COW + BRIDGE
This past week was "Reading Week" here at CU, which means that lots of the UK students go home for the week and get their laundry done and eat some homemade food. It also means that I (who have greedily been home cooking my own food all along and doing laundry in the comfort of my kitchen) have been reading and reading and reading, and then worrying that I'm not reading enough, and then trying to shape the crammed reading ideas into some thoughts about what an essay might look like, and then reading some more. Read, worry, repeat, as much as my poor brain can handle. But I did require some break time. So my dear Jason, who had been scouting ahead of time, took me to Cowbridge for a day hike through the hills and dales and farm country.

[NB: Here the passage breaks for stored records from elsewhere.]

//! Expense display formatting

use crate::models::category::category_name;
use crate::models::{Category, Expense};
use crate::reports::SortConfig;

use super::report::{format_date, truncate};

/// Format a single expense as a list row
pub fn format_expense_row(
    expense: &Expense,
    categories: &[Category],
    currency: &str,
    date_format: &str,
) -> String {
    let id = expense.id.as_ref().map(|id| id.short()).unwrap_or("-");

    format!(
        "{:8} {:10} {:24} {:16} {:>12}",
        id,
        format_date(expense.date, date_format),
        truncate(&expense.description, 24),
        truncate(category_name(categories, &expense.category), 16),
        expense.amount.format_with_symbol(currency)
    )
}

/// Format a list of expenses with a header showing the active sort
pub fn format_expense_list(
    expenses: &[&Expense],
    categories: &[Category],
    sort: SortConfig,
    currency: &str,
    date_format: &str,
) -> String {
    if expenses.is_empty() {
        return "No expenses found.\n".to_string();
    }

    let mut output = String::new();
    output.push_str(&format!(
        "{:8} {:10} {:24} {:16} {:>12}   (sorted by {})\n",
        "ID", "Date", "Description", "Category", "Amount", sort
    ));
    output.push_str(&"-".repeat(74));
    output.push('\n');

    for expense in expenses {
        output.push_str(&format_expense_row(expense, categories, currency, date_format));
        output.push('\n');
    }

    output
}

#[cfg(test)]
mod tests {
    use super::*;
    use crate::models::{CategoryId, Money, OwnerId};
    use chrono::NaiveDate;

    fn lunch() -> Expense {
        Expense::new(
            OwnerId::from("u1"),
            Money::from_cents(1250),
            "Lunch",
            CategoryId::from("missing"),
            NaiveDate::from_ymd_opt(2025, 3, 14)
                .unwrap()
                .and_hms_opt(12, 0, 0)
                .unwrap(),
        )
        .with_id("abcdef123456")
    }

    #[test]
    fn test_row_uses_uncategorized_fallback() {
        let row = format_expense_row(&lunch(), &[], "₹", "%Y-%m-%d");
        assert!(row.starts_with("abcdef12 2025-03-14 Lunch"));
        assert!(row.contains("Uncategorized"));
        assert!(row.ends_with("₹12.50"));
    }

    #[test]
    fn test_empty_list() {
        assert_eq!(
            format_expense_list(&[], &[], SortConfig::default(), "₹", "%Y-%m-%d"),
            "No expenses found.\n"
        );
    }

    #[test]
    fn test_list_header_shows_sort() {
        let expense = lunch();
        let output = format_expense_list(&[&expense], &[], SortConfig::default(), "₹", "%d/%m/%Y");
        assert!(output.contains("sorted by date ↓"));
        assert!(output.contains("14/03/2025"));
    }
}
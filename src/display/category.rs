//! Category display formatting

use crate::models::{Budget, Category};

use super::colors::paint_token;

/// Format a table of categories with their ceilings
pub fn format_category_list(
    categories: &[Category],
    budget: Option<&Budget>,
    currency: &str,
) -> String {
    if categories.is_empty() {
        return "No categories found.\n\nRun 'spendpace init' to create default categories."
            .to_string();
    }

    let name_width = categories
        .iter()
        .map(|c| c.name.chars().count())
        .max()
        .unwrap_or(4)
        .max(8);

    let mut output = String::new();
    output.push_str(&format!(
        "{:<width$}  {:>12}  {:<14}  {}\n",
        "Category",
        "Limit",
        "Color",
        "ID",
        width = name_width
    ));
    output.push_str(&format!(
        "{:-<width$}  {:->12}  {:-<14}  {:-<8}\n",
        "",
        "",
        "",
        "",
        width = name_width
    ));

    for category in categories {
        let limit = budget
            .and_then(|b| b.category_limit(&category.id))
            .filter(|limit| limit.is_positive())
            .map(|limit| limit.format_with_symbol(currency))
            .unwrap_or_else(|| "-".to_string());

        output.push_str(&format!(
            "{:<width$}  {:>12}  {}  {}\n",
            category.name,
            limit,
            paint_token(&format!("{:<14}", category.color), &category.color),
            category.id.short(),
            width = name_width
        ));
    }

    output
}
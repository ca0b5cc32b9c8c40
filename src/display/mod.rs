//! Display formatting for terminal output
//!
//! Provides utilities for formatting records and reports for terminal
//! display, including tables, bars, and color mapping.

pub mod category;
pub mod colors;
pub mod expense;
pub mod goal;
pub mod report;

pub use category::format_category_list;
pub use expense::{format_expense_list, format_expense_row};
pub use goal::{format_goal, format_goal_list};
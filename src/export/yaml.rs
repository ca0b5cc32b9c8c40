//! YAML export
//!
//! Same content as the JSON export, prefixed with a comment header.

use chrono::Local;
use serde::Serialize;
use std::io::Write;

use crate::error::{SpendPaceError, SpendPaceResult};

/// Write `value` as YAML under a short comment header
pub fn export_yaml<T: Serialize, W: Write>(value: &T, title: &str, writer: &mut W) -> SpendPaceResult<()> {
    let header = format!(
        "# SpendPace {}\n# Generated: {}\n# Amounts are in cents\n\n",
        title,
        Local::now().format("%Y-%m-%d %H:%M:%S")
    );
    writer
        .write_all(header.as_bytes())
        .map_err(|e| SpendPaceError::Export(e.to_string()))?;

    serde_yaml::to_writer(writer, value)?;
    Ok(())
}
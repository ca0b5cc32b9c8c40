//! Custom error types for SpendPace
//!
//! The analytics core never fails: degenerate numbers fall back to zero.
//! These errors belong to the layers around it (configuration, storage,
//! validation at the write boundary, and exports).

use thiserror::Error;

use crate::models::budget::BudgetValidationError;
use crate::models::category::CategoryValidationError;
use crate::models::expense::ExpenseValidationError;
use crate::models::savings_goal::GoalValidationError;

/// The main error type for SpendPace operations
#[derive(Error, Debug)]
pub enum SpendPaceError {
    /// Configuration-related errors
    #[error("Configuration error: {0}")]
    Config(String),

    /// File I/O errors
    #[error("I/O error: {0}")]
    Io(String),

    /// JSON serialization/deserialization errors
    #[error("JSON error: {0}")]
    Json(String),

    /// YAML serialization errors
    #[error("YAML error: {0}")]
    Yaml(String),

    /// Validation errors for records about to be written
    #[error("Validation error: {0}")]
    Validation(String),

    /// Entity not found errors
    #[error("{entity_type} not found: {identifier}")]
    NotFound {
        entity_type: &'static str,
        identifier: String,
    },

    /// Storage errors
    #[error("Storage error: {0}")]
    Storage(String),

    /// Export errors
    #[error("Export error: {0}")]
    Export(String),
}

impl SpendPaceError {
    /// Create a "not found" error for expenses
    pub fn expense_not_found(identifier: impl Into<String>) -> Self {
        Self::NotFound {
            entity_type: "Expense",
            identifier: identifier.into(),
        }
    }

    /// Create a "not found" error for categories
    pub fn category_not_found(identifier: impl Into<String>) -> Self {
        Self::NotFound {
            entity_type: "Category",
            identifier: identifier.into(),
        }
    }

    /// Create a "not found" error for savings goals
    pub fn goal_not_found(identifier: impl Into<String>) -> Self {
        Self::NotFound {
            entity_type: "Savings goal",
            identifier: identifier.into(),
        }
    }

    /// Check if this is a "not found" error
    pub fn is_not_found(&self) -> bool {
        matches!(self, Self::NotFound { .. })
    }

    /// Check if this is a validation error
    pub fn is_validation(&self) -> bool {
        matches!(self, Self::Validation(_))
    }
}

impl From<std::io::Error> for SpendPaceError {
    fn from(err: std::io::Error) -> Self {
        Self::Io(err.to_string())
    }
}

impl From<serde_json::Error> for SpendPaceError {
    fn from(err: serde_json::Error) -> Self {
        Self::Json(err.to_string())
    }
}

impl From<serde_yaml::Error> for SpendPaceError {
    fn from(err: serde_yaml::Error) -> Self {
        Self::Yaml(err.to_string())
    }
}

impl From<csv::Error> for SpendPaceError {
    fn from(err: csv::Error) -> Self {
        Self::Export(err.to_string())
    }
}

impl From<ExpenseValidationError> for SpendPaceError {
    fn from(err: ExpenseValidationError) -> Self {
        Self::Validation(err.to_string())
    }
}

impl From<CategoryValidationError> for SpendPaceError {
    fn from(err: CategoryValidationError) -> Self {
        Self::Validation(err.to_string())
    }
}

impl From<BudgetValidationError> for SpendPaceError {
    fn from(err: BudgetValidationError) -> Self {
        Self::Validation(err.to_string())
    }
}

impl From<GoalValidationError> for SpendPaceError {
    fn from(err: GoalValidationError) -> Self {
        Self::Validation(err.to_string())
    }
}

/// Result type alias for SpendPace operations
pub type SpendPaceResult<T> = Result<T, SpendPaceError>;

#[cfg(test)]
mod tests {
    use super::*;

    #[test]
    fn test_error_display() {
        let err = SpendPaceError::Config("test error".into());
        assert_eq!(err.to_string(), "Configuration error: test error");
    }

    #[test]
    fn test_not_found_error() {
        let err = SpendPaceError::goal_not_found("emergency-fund");
        assert_eq!(err.to_string(), "Savings goal not found: emergency-fund");
        assert!(err.is_not_found());
        assert!(!err.is_validation());
    }

    #[test]
    fn test_from_io_error() {
        let io_err = std::io::Error::new(std::io::ErrorKind::NotFound, "file not found");
        let err: SpendPaceError = io_err.into();
        assert!(matches!(err, SpendPaceError::Io(_)));
    }

    #[test]
    fn test_from_validation_error() {
        let err: SpendPaceError = ExpenseValidationError::NonPositiveAmount.into();
        assert!(err.is_validation());
        assert_eq!(err.to_string(), "Validation error: Please enter a valid amount");

        let err: SpendPaceError = BudgetValidationError::NegativeMonthly.into();
        assert!(err.is_validation());
    }

    #[test]
    fn test_from_json_error() {
        let json_err = serde_json::from_str::<serde_json::Value>("{").unwrap_err();
        let err: SpendPaceError = json_err.into();
        assert!(matches!(err, SpendPaceError::Json(_)));
    }
}
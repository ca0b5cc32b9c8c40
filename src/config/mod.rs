//! Configuration module for SpendPace
//!
//! This module provides configuration management including:
//! - XDG-compliant path resolution
//! - User settings persistence

pub mod paths;
pub mod settings;

pub use paths::SpendPacePaths;
pub use settings::Settings;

The sun was out, the air was fresh and all in all it was a great day for a mind clearing walk. Seven and a half miles of pastures and villages and seriously old churches, along with some smelly sileage, a couple of rabbit corpses, and a closed pub with a toilet you can't use. We saw kids who hide behind a stone well and jump out to make faces at passing cars, and a woodland teeming with paint-ball dudes who J. says had terrible battle skills. We saw elegant, languorous windmills, which are a "blight on the landscape" if you ask the locals, and lots of huge electrical towers and wires, which are apparently invisible to those same British countryside lovers.
It was a great afternoon, begun with a visit to the farmers' market for some farmhouse cheese and a loaf of bread with rye stalks that looked like hay embedded in the bottom of it, and ended at a pub with some fish and chips and mushy peas for me, and some delicious salmon and pesto on rocket for J.
P.S. Mushy peas are not as bad as you'd think--and peas were my hated vegetable as a kid!